DNA demethylation in retinal neurocytes contributes to the upregulation of DNA repair protein, Ku80

• Published in: Neuroreport Vol. 21; no. 4; p. 282
• Main Authors: Zhuang, Jing, Ye, Yiming, Liu, Xuan, Li, Fan, Pan, Xueke, Chen, Zhao, Luo, Huihui, Ge, Yihong, Ge, Jian, Kaminski, Joseph, Yu, Keming
• Format: Journal Article
• Language: English
• Published: England 10.03.2010
• Subjects: Animals; Antigens, Nuclear - genetics; Antigens, Nuclear - metabolism; Antimetabolites, Antineoplastic - pharmacology; Azacitidine - pharmacology; Blotting, Western; Cell Culture Techniques; DNA - drug effects; DNA - genetics; DNA - metabolism; DNA Breaks, Double-Stranded - drug effects; DNA Methylation - drug effects; DNA Methylation - genetics; DNA Repair - drug effects; DNA Repair - genetics; DNA-Binding Proteins - genetics; DNA-Binding Proteins - metabolism; Gene Silencing - drug effects; Hydrogen Peroxide - pharmacology; Ku Autoantigen; Mice; Mice, Inbred BALB C; Oxidants - pharmacology; Promoter Regions, Genetic - drug effects; Promoter Regions, Genetic - genetics; Retinal Neurons - drug effects; Retinal Neurons - metabolism; Reverse Transcriptase Polymerase Chain Reaction; Up-Regulation - drug effects
• ISSN: 1473-558X
• DOI: 10.1097/WNR.0b013e328336ee7e

Ku80 plays a critical role in DNA double strand breaks repair.
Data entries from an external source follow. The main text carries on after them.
//! Pipeline configuration
//!
//! Every tunable of the forecasting pipeline lives here. Defaults reproduce
//! the standard ARIMA(5, d, 1) setup with a 7-day smoothing window and a
//! 30-day hold-out.

use crate::error::{ForecastError, Result};
use crate::models::arima::ArimaOrder;
use crate::stationarity::MIN_ADF_OBSERVATIONS;
use serde::{Deserialize, Serialize};
use std::path::Path;

/// Configuration for [`crate::pipeline::ForecastPipeline`]
#[derive(Debug, Clone, PartialEq, Serialize, Deserialize)]
#[serde(default, deny_unknown_fields)]
pub struct PipelineConfig {
    /// Trailing rolling-mean window
    pub smoothing_window: usize,
    /// Autoregressive order (p)
    pub ar_order: usize,
    /// Moving-average order (q)
    pub ma_order: usize,
    /// Upper bound on the differencing order (d)
    pub max_differencing: u8,
    /// ADF p-value at or below which a series counts as stationary
    pub significance: f64,
    /// Number of trailing points held out for evaluation
    pub holdout: usize,
    /// Minimum series length for a hold-out evaluation
    pub min_evaluation_points: usize,
    /// Horizon used when the caller does not supply one
    pub default_horizon: usize,
    /// Trailing raw points echoed back in the report
    pub history_context: usize,
    /// Coverage of the forecast bounds
    pub confidence_level: f64,
    /// Nelder-Mead iteration cap for likelihood maximisation
    pub max_iterations: u64,
    /// Nelder-Mead convergence tolerance (std. dev. of simplex costs)
    pub tolerance: f64,
    /// Fail instead of forecasting when the differencing cap is reached
    /// without a stationary series
    pub refuse_non_stationary: bool,
    /// Treat a too-short history for evaluation as an error instead of
    /// reporting the forecast as unscored
    pub require_score: bool,
}

impl Default for PipelineConfig {
    fn default() -> Self {
        Self {
            smoothing_window: 7,
            ar_order: 5,
            ma_order: 1,
            max_differencing: 2,
            significance: 0.05,
            holdout: 30,
            min_evaluation_points: 60,
            default_horizon: 30,
            history_context: 60,
            confidence_level: 0.95,
            max_iterations: 5000,
            tolerance: 1e-8,
            refuse_non_stationary: false,
            require_score: false,
        }
    }
}

impl PipelineConfig {
    /// Parse a TOML document; missing keys take their defaults
    pub fn from_toml_str(text: &str) -> Result<Self> {
        let config: PipelineConfig = toml::from_str(text)?;
        config.validate()?;
        Ok(config)
    }

    /// Read and parse a TOML file
    pub fn from_toml_file<P: AsRef<Path>>(path: P) -> Result<Self> {
        let text = std::fs::read_to_string(path)?;
        Self::from_toml_str(&text)
    }

    /// Fewest raw prices a forecast can be built from.
    ///
    /// Smoothing drops `smoothing_window - 1` leading points. What is left
    /// must satisfy both the ADF test after the largest allowed number of
    /// differences and the ARIMA fit at that differencing order.
    pub fn min_history(&self) -> usize {
        let d = usize::from(self.max_differencing);
        let adf = MIN_ADF_OBSERVATIONS + d;
        let arima = ArimaOrder::new(self.ar_order, d, self.ma_order).min_observations();
        self.smoothing_window - 1 + adf.max(arima)
    }

    /// Check parameter ranges
    pub fn validate(&self) -> Result<()> {
        if self.smoothing_window == 0 {
            return Err(ForecastError::ConfigError(
                "smoothing_window must be at least 1".to_string(),
            ));
        }
        if self.max_differencing > 2 {
            return Err(ForecastError::ConfigError(format!(
                "max_differencing must be 0, 1 or 2, got {}",
                self.max_differencing
            )));
        }
        if !(self.significance > 0.0 && self.significance < 1.0) {
            return Err(ForecastError::ConfigError(format!(
                "significance must be in (0, 1), got {}",
                self.significance
            )));
        }
        if !(self.confidence_level > 0.0 && self.confidence_level < 1.0) {
            return Err(ForecastError::ConfigError(format!(
                "confidence_level must be in (0, 1), got {}",
                self.confidence_level
            )));
        }
        if self.holdout == 0 {
            return Err(ForecastError::ConfigError(
                "holdout must be at least 1".to_string(),
            ));
        }
        if self.min_evaluation_points <= self.holdout {
            return Err(ForecastError::ConfigError(format!(
                "min_evaluation_points ({}) must exceed holdout ({})",
                self.min_evaluation_points, self.holdout
            )));
        }
        if self.default_horizon == 0 {
            return Err(ForecastError::ConfigError(
                "default_horizon must be at least 1".to_string(),
            ));
        }
        if self.max_iterations == 0 || !(self.tolerance > 0.0) {
            return Err(ForecastError::ConfigError(
                "max_iterations and tolerance must be positive".to_string(),
            ));
        }
        Ok(())
    }
}
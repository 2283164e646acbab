use price_forecast::error::ForecastError;
use price_forecast::PipelineConfig;
use std::io;

#[test]
fn test_error_conversion() {
    // Test IO error conversion
    let io_error = io::Error::new(io::ErrorKind::NotFound, "file not found");
    let forecast_error = ForecastError::from(io_error);
    assert!(matches!(forecast_error, ForecastError::IoError(_)));

    // Test math error conversion
    let math_error = trade_math::MathError::InvalidInput("empty".to_string());
    let forecast_error = ForecastError::from(math_error);
    assert!(matches!(forecast_error, ForecastError::MathError(_)));

    // Test TOML error conversion
    let err = PipelineConfig::from_toml_str("ar_order = \"five\"").unwrap_err();
    assert!(matches!(err, ForecastError::ConfigError(_)));
}

#[test]
fn test_error_display() {
    let error = ForecastError::InsufficientData {
        required: 60,
        available: 12,
    };
    assert_eq!(
        error.to_string(),
        "Insufficient data: need at least 60 points, have 12"
    );

    let error = ForecastError::UpstreamDataUnavailable {
        symbol: "AAPL".to_string(),
        reason: "timeout".to_string(),
    };
    assert_eq!(error.to_string(), "Price data unavailable for AAPL: timeout");

    let error = ForecastError::NonStationary {
        order: 2,
        p_value: 0.31,
    };
    assert!(error.to_string().contains("after 2 differences"));
}

#[test]
fn test_retryable_classification() {
    assert!(ForecastError::ModelFitFailure("did not converge".to_string()).is_retryable());
    assert!(ForecastError::UpstreamDataUnavailable {
        symbol: "X".to_string(),
        reason: "down".to_string()
    }
    .is_retryable());

    assert!(!ForecastError::DegenerateSeries("constant".to_string()).is_retryable());
    assert!(!ForecastError::InsufficientData {
        required: 8,
        available: 3
    }
    .is_retryable());
    assert!(!ForecastError::InvalidParameter("horizon".to_string()).is_retryable());
}

#[test]
fn test_error_is_send_sync() {
    fn assert_send_sync<T: Send + Sync + 'static>() {}
    assert_send_sync::<ForecastError>();
}
//! Metrics for evaluating forecast performance
//!
//! Every metric compares the common prefix of `actual` and `predicted` and
//! returns NaN when that prefix is empty.

pub use trade_math::statistics::round_to;

/// Mean squared error
pub fn mean_squared_error(actual: &[f64], predicted: &[f64]) -> f64 {
    let n = actual.len().min(predicted.len());
    if n == 0 {
        return f64::NAN;
    }
    actual
        .iter()
        .zip(predicted)
        .map(|(a, p)| (a - p).powi(2))
        .sum::<f64>()
        / n as f64
}

/// Root mean squared error
pub fn root_mean_squared_error(actual: &[f64], predicted: &[f64]) -> f64 {
    mean_squared_error(actual, predicted).sqrt()
}

#[cfg(test)]
mod tests {
    use super::*;
    use approx::assert_abs_diff_eq;

    #[test]
    fn test_basic_values() {
        let actual = [1.0, 2.0, 3.0, 4.0];
        let predicted = [1.0, 3.0, 2.0, 6.0];
        assert_abs_diff_eq!(mean_squared_error(&actual, &predicted), 1.5, epsilon = 1e-12);
        assert_abs_diff_eq!(
            root_mean_squared_error(&actual, &predicted),
            1.5_f64.sqrt(),
            epsilon = 1e-12
        );
    }

    #[test]
    fn test_empty_is_nan() {
        assert!(root_mean_squared_error(&[], &[1.0]).is_nan());
        assert!(mean_squared_error(&[1.0], &[]).is_nan());
    }
}
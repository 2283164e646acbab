//! Oscillator indicator implementations
//!
//! Contains implementations of:
//! - Relative Strength Index (RSI) over simple averages of gains and losses
//! - Moving Average Convergence Divergence (MACD)

use crate::moving_averages::{ExponentialMovingAverage, SimpleMovingAverage};
use crate::{MathError, Result};

/// Relative Strength Index (RSI) implementation.
///
/// Average gain and average loss are plain means over the last `period`
/// price changes, so the first value needs `period + 1` prices.
#[derive(Debug, Clone)]
pub struct RelativeStrengthIndex {
    previous_price: Option<f64>,
    gains: SimpleMovingAverage,
    losses: SimpleMovingAverage,
}

impl RelativeStrengthIndex {
    /// Create a new RSI with the specified period
    pub fn new(period: usize) -> Result<Self> {
        Ok(Self {
            previous_price: None,
            gains: SimpleMovingAverage::new(period)?,
            losses: SimpleMovingAverage::new(period)?,
        })
    }

    /// Update the RSI with a new price value
    pub fn update(&mut self, price: f64) -> Result<()> {
        if !price.is_finite() {
            return Err(MathError::InvalidInput(format!(
                "Cannot use non-finite price {}",
                price
            )));
        }

        if let Some(prev_price) = self.previous_price {
            let change = price - prev_price;
            self.gains.update(change.max(0.0))?;
            self.losses.update((-change).max(0.0))?;
        }

        self.previous_price = Some(price);
        Ok(())
    }

    /// Get the current RSI value (0-100)
    pub fn value(&self) -> Result<f64> {
        let avg_gain = self.gains.value()?;
        let avg_loss = self.losses.value()?;

        if avg_loss == 0.0 {
            if avg_gain == 0.0 {
                return Err(MathError::CalculationError(
                    "RSI is undefined when the price did not move".to_string(),
                ));
            }
            return Ok(100.0);
        }

        let rs = avg_gain / avg_loss;
        Ok(100.0 - (100.0 / (1.0 + rs)))
    }
}

/// Moving Average Convergence Divergence (MACD) implementation
#[derive(Debug, Clone)]
pub struct Macd {
    fast_ema: ExponentialMovingAverage,
    slow_ema: ExponentialMovingAverage,
    signal_ema: ExponentialMovingAverage,
}

impl Macd {
    /// Create a new MACD with the specified spans
    pub fn new(fast_span: usize, slow_span: usize, signal_span: usize) -> Result<Self> {
        if fast_span >= slow_span {
            return Err(MathError::InvalidInput(
                "Fast span must be smaller than slow span".to_string(),
            ));
        }

        Ok(Self {
            fast_ema: ExponentialMovingAverage::new(fast_span)?,
            slow_ema: ExponentialMovingAverage::new(slow_span)?,
            signal_ema: ExponentialMovingAverage::new(signal_span)?,
        })
    }

    /// Update the MACD with a new price value
    pub fn update(&mut self, price: f64) -> Result<()> {
        self.fast_ema.update(price)?;
        self.slow_ema.update(price)?;

        // The signal line averages every MACD value, starting with the first
        let line = self.macd_value()?;
        self.signal_ema.update(line)
    }

    /// Get the current MACD line value (fast EMA - slow EMA)
    pub fn macd_value(&self) -> Result<f64> {
        Ok(self.fast_ema.value()? - self.slow_ema.value()?)
    }

    /// Get the current signal line value (EMA of MACD)
    pub fn signal_value(&self) -> Result<f64> {
        self.signal_ema.value()
    }

    /// Get the current histogram value (MACD line - signal line)
    pub fn histogram(&self) -> Result<f64> {
        Ok(self.macd_value()? - self.signal_value()?)
    }
}

#[cfg(test)]
mod tests {
    use super::*;

    #[test]
    fn test_rsi_calculation() {
        let mut rsi = RelativeStrengthIndex::new(3).unwrap();

        rsi.update(10.0).unwrap();
        rsi.update(11.0).unwrap();
        rsi.update(10.5).unwrap();
        // Only two changes so far
        assert!(rsi.value().is_err());

        // Gains 1.0, 0.0, 1.0 and losses 0.0, 0.5, 0.0 give RS = 4
        rsi.update(11.5).unwrap();
        assert!((rsi.value().unwrap() - 80.0).abs() < 1e-9);
    }

    #[test]
    fn test_rsi_only_gains() {
        let mut rsi = RelativeStrengthIndex::new(2).unwrap();
        for price in [1.0, 2.0, 3.0] {
            rsi.update(price).unwrap();
        }
        assert_eq!(rsi.value().unwrap(), 100.0);
    }

    #[test]
    fn test_rsi_flat_prices_undefined() {
        let mut rsi = RelativeStrengthIndex::new(2).unwrap();
        for _ in 0..4 {
            rsi.update(5.0).unwrap();
        }
        assert!(matches!(rsi.value(), Err(MathError::CalculationError(_))));
    }

    #[test]
    fn test_macd_calculation() {
        let mut macd = Macd::new(1, 3, 2).unwrap();

        macd.update(1.0).unwrap();
        assert_eq!(macd.macd_value().unwrap(), 0.0);

        // Fast EMA follows the price (2.0); slow EMA is 2.5 / 1.5
        macd.update(2.0).unwrap();
        let line = 2.0 - 2.5 / 1.5;
        assert!((macd.macd_value().unwrap() - line).abs() < 1e-12);

        // Signal with alpha = 2/3 over [0, line]
        let signal = line / (1.0 + 1.0 / 3.0);
        assert!((macd.signal_value().unwrap() - signal).abs() < 1e-12);
        assert!((macd.histogram().unwrap() - (line - signal)).abs() < 1e-12);
    }

    #[test]
    fn test_macd_rejects_bad_spans() {
        assert!(Macd::new(26, 12, 9).is_err());
        assert!(Macd::new(12, 26, 0).is_err());
    }
}
//! Descriptive analysis of a price history
//!
//! Latest values of the usual technical indicators plus summary statistics
//! over the whole series. Indicators that lack enough history are `None`.

use crate::data::{PricePoint, PriceSeries};
use crate::error::{ForecastError, Result};
use crate::metrics::round_to;
use crate::source::PriceSource;
use serde::Serialize;
use trade_math::statistics::{mean, sample_std_dev};
use trade_math::{BollingerBands, Macd, RelativeStrengthIndex, SimpleMovingAverage};
use tracing::debug;

const RSI_PERIOD: usize = 14;
const MACD_SPANS: (usize, usize, usize) = (12, 26, 9);
const BOLLINGER_PERIOD: usize = 20;
const BOLLINGER_WIDTH: f64 = 2.0;

/// Trailing simple moving averages of the close
#[derive(Debug, Clone, Copy, PartialEq, Serialize)]
pub struct MovingAverages {
    pub ma_10: Option<f64>,
    pub ma_20: Option<f64>,
    pub ma_50: Option<f64>,
}

/// MACD(12, 26, 9) at the last close
#[derive(Debug, Clone, Copy, PartialEq, Serialize)]
pub struct MacdSnapshot {
    pub macd: Option<f64>,
    pub signal: Option<f64>,
    pub histogram: Option<f64>,
}

/// Bollinger Bands(20, 2) at the last close
#[derive(Debug, Clone, Copy, PartialEq, Serialize)]
pub struct BollingerSnapshot {
    pub upper: Option<f64>,
    pub middle: Option<f64>,
    pub lower: Option<f64>,
}

/// Indicator values at the last close
#[derive(Debug, Clone, Copy, PartialEq, Serialize)]
pub struct TechnicalIndicators {
    pub moving_averages: MovingAverages,
    pub rsi: Option<f64>,
    pub macd: MacdSnapshot,
    pub bollinger_bands: BollingerSnapshot,
}

/// Direction of the last close relative to the first
#[derive(Debug, Clone, Copy, PartialEq, Eq, Serialize)]
#[serde(rename_all = "lowercase")]
pub enum Trend {
    Uptrend,
    Downtrend,
}

/// Summary statistics over the whole series
#[derive(Debug, Clone, Copy, PartialEq, Serialize)]
pub struct PriceSummary {
    pub current_price: f64,
    /// Change from the previous close
    pub price_change: f64,
    pub percent_change: f64,
    pub period_high: f64,
    pub period_low: f64,
    pub average_price: f64,
    /// Sample standard deviation over the mean price
    pub volatility: f64,
    pub trend: Trend,
}

/// Everything returned for one analysis request
#[derive(Debug, Clone, PartialEq, Serialize)]
pub struct AnalysisReport {
    pub symbol: String,
    pub current_price: f64,
    /// Every close, rounded to two decimals
    pub price_data: Vec<PricePoint>,
    pub technical_indicators: TechnicalIndicators,
    pub summary: PriceSummary,
}

/// Streaming state for every indicator, fed one close at a time
struct IndicatorSet {
    ma_10: SimpleMovingAverage,
    ma_20: SimpleMovingAverage,
    ma_50: SimpleMovingAverage,
    rsi: RelativeStrengthIndex,
    macd: Macd,
    bollinger: BollingerBands,
}

impl IndicatorSet {
    fn new() -> Result<Self> {
        let (fast, slow, signal) = MACD_SPANS;
        Ok(Self {
            ma_10: SimpleMovingAverage::new(10)?,
            ma_20: SimpleMovingAverage::new(20)?,
            ma_50: SimpleMovingAverage::new(50)?,
            rsi: RelativeStrengthIndex::new(RSI_PERIOD)?,
            macd: Macd::new(fast, slow, signal)?,
            bollinger: BollingerBands::new(BOLLINGER_PERIOD, BOLLINGER_WIDTH)?,
        })
    }

    fn update(&mut self, price: f64) -> Result<()> {
        self.ma_10.update(price)?;
        self.ma_20.update(price)?;
        self.ma_50.update(price)?;
        self.rsi.update(price)?;
        self.macd.update(price)?;
        self.bollinger.update(price)?;
        Ok(())
    }

    fn snapshot(&self) -> TechnicalIndicators {
        let cents = |v: trade_math::Result<f64>| v.ok().map(|v| round_to(v, 2));
        let fine = |v: trade_math::Result<f64>| v.ok().map(|v| round_to(v, 4));

        TechnicalIndicators {
            moving_averages: MovingAverages {
                ma_10: cents(self.ma_10.value()),
                ma_20: cents(self.ma_20.value()),
                ma_50: cents(self.ma_50.value()),
            },
            rsi: cents(self.rsi.value()),
            macd: MacdSnapshot {
                macd: fine(self.macd.macd_value()),
                signal: fine(self.macd.signal_value()),
                histogram: fine(self.macd.histogram()),
            },
            bollinger_bands: BollingerSnapshot {
                upper: cents(self.bollinger.upper_band()),
                middle: cents(self.bollinger.middle_band()),
                lower: cents(self.bollinger.lower_band()),
            },
        }
    }
}

/// Technical indicators at the last close of `prices`
pub fn technical_indicators(prices: &[f64]) -> Result<TechnicalIndicators> {
    let mut indicators = IndicatorSet::new()?;
    for &price in prices {
        indicators.update(price)?;
    }
    Ok(indicators.snapshot())
}

/// Summary statistics of `prices`.
///
/// A single price has no previous close, so its change is zero; with fewer
/// than two prices the volatility is zero as well.
pub fn summarize(prices: &[f64]) -> Result<PriceSummary> {
    let (first, current) = match (prices.first(), prices.last()) {
        (Some(&first), Some(&last)) => (first, last),
        _ => {
            return Err(ForecastError::InsufficientData {
                required: 1,
                available: 0,
            })
        }
    };
    let previous = if prices.len() > 1 {
        prices[prices.len() - 2]
    } else {
        current
    };

    let price_change = current - previous;
    let percent_change = if previous != 0.0 {
        price_change / previous * 100.0
    } else {
        0.0
    };

    let average = mean(prices)?;
    let volatility = match sample_std_dev(prices) {
        Ok(std_dev) if average > 0.0 => std_dev / average,
        _ => 0.0,
    };

    let high = prices.iter().copied().fold(f64::NEG_INFINITY, f64::max);
    let low = prices.iter().copied().fold(f64::INFINITY, f64::min);

    Ok(PriceSummary {
        current_price: round_to(current, 2),
        price_change: round_to(price_change, 2),
        percent_change: round_to(percent_change, 2),
        period_high: round_to(high, 2),
        period_low: round_to(low, 2),
        average_price: round_to(average, 2),
        volatility: round_to(volatility, 4),
        trend: if current > first {
            Trend::Uptrend
        } else {
            Trend::Downtrend
        },
    })
}

/// Describe `series` for `symbol`
pub fn analyze(symbol: &str, series: &PriceSeries) -> Result<AnalysisReport> {
    let prices = series.prices();
    let summary = summarize(&prices)?;
    let technical_indicators = technical_indicators(&prices)?;

    debug!(
        symbol,
        points = prices.len(),
        rsi = ?technical_indicators.rsi,
        "analysed price history"
    );

    Ok(AnalysisReport {
        symbol: symbol.to_uppercase(),
        current_price: summary.current_price,
        price_data: series
            .points()
            .iter()
            .map(|p| PricePoint::new(p.date, round_to(p.price, 2)))
            .collect(),
        technical_indicators,
        summary,
    })
}

/// Fetch `symbol` from `source` and [`analyze`] it
pub fn analyze_from_source<S: PriceSource + ?Sized>(
    source: &S,
    symbol: &str,
) -> Result<AnalysisReport> {
    let series = source.fetch_series(symbol)?;
    if series.is_empty() {
        return Err(ForecastError::UpstreamDataUnavailable {
            symbol: symbol.to_uppercase(),
            reason: "source returned an empty series".to_string(),
        });
    }
    analyze(symbol, &series)
}

#[cfg(test)]
mod tests {
    use super::*;
    use approx::assert_abs_diff_eq;

    #[test]
    fn test_summary_values() {
        let summary = summarize(&[10.0, 12.0, 11.0, 14.0, 12.6]).unwrap();
        assert_eq!(summary.current_price, 12.6);
        assert_eq!(summary.price_change, -1.4);
        assert_eq!(summary.percent_change, -10.0);
        assert_eq!(summary.period_high, 14.0);
        assert_eq!(summary.period_low, 10.0);
        assert_eq!(summary.average_price, 11.92);
        assert_eq!(summary.trend, Trend::Uptrend);
        assert!(summary.volatility > 0.0);
    }

    #[test]
    fn test_single_price_summary() {
        let summary = summarize(&[5.0]).unwrap();
        assert_eq!(summary.price_change, 0.0);
        assert_eq!(summary.volatility, 0.0);
        assert_eq!(summary.trend, Trend::Downtrend);
    }

    #[test]
    fn test_empty_summary_rejected() {
        assert!(matches!(
            summarize(&[]),
            Err(ForecastError::InsufficientData { .. })
        ));
    }

    #[test]
    fn test_indicators_need_history() {
        let prices: Vec<f64> = (0..15).map(|t| 20.0 + t as f64).collect();
        let indicators = technical_indicators(&prices).unwrap();

        assert_abs_diff_eq!(indicators.moving_averages.ma_10.unwrap(), 29.5, epsilon = 1e-9);
        assert!(indicators.moving_averages.ma_20.is_none());
        assert!(indicators.moving_averages.ma_50.is_none());
        assert_eq!(indicators.rsi, Some(100.0));
        assert!(indicators.macd.macd.unwrap() > 0.0);
        assert!(indicators.bollinger_bands.middle.is_none());
    }

    #[test]
    fn test_trend_serializes_lowercase() {
        assert_eq!(
            serde_json::to_string(&Trend::Downtrend).unwrap(),
            "\"downtrend\""
        );
    }
}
However, Ku80 is silenced in mature neurocytes. In this study, the mechanism of Ku80 silencing and its role in DNA double strand break repair in retinal neurocytes was investigated. Our data show that Ku80 expression is activated in primary cultured retinal neurocytes after treatment with 5-azacytidine in vitro, whereas methylation of -179 bp in Ku80 promoter induces Ku80 silencing in retinal neurocytes. Ku80 reactivation in retinal neurocytes by 5-azacytidine enhances DNA integrity after treatment with H(2)O(2). Therefore, our data suggest Ku80 might be a target for reactivation to increase retinal neuronal DNA repair.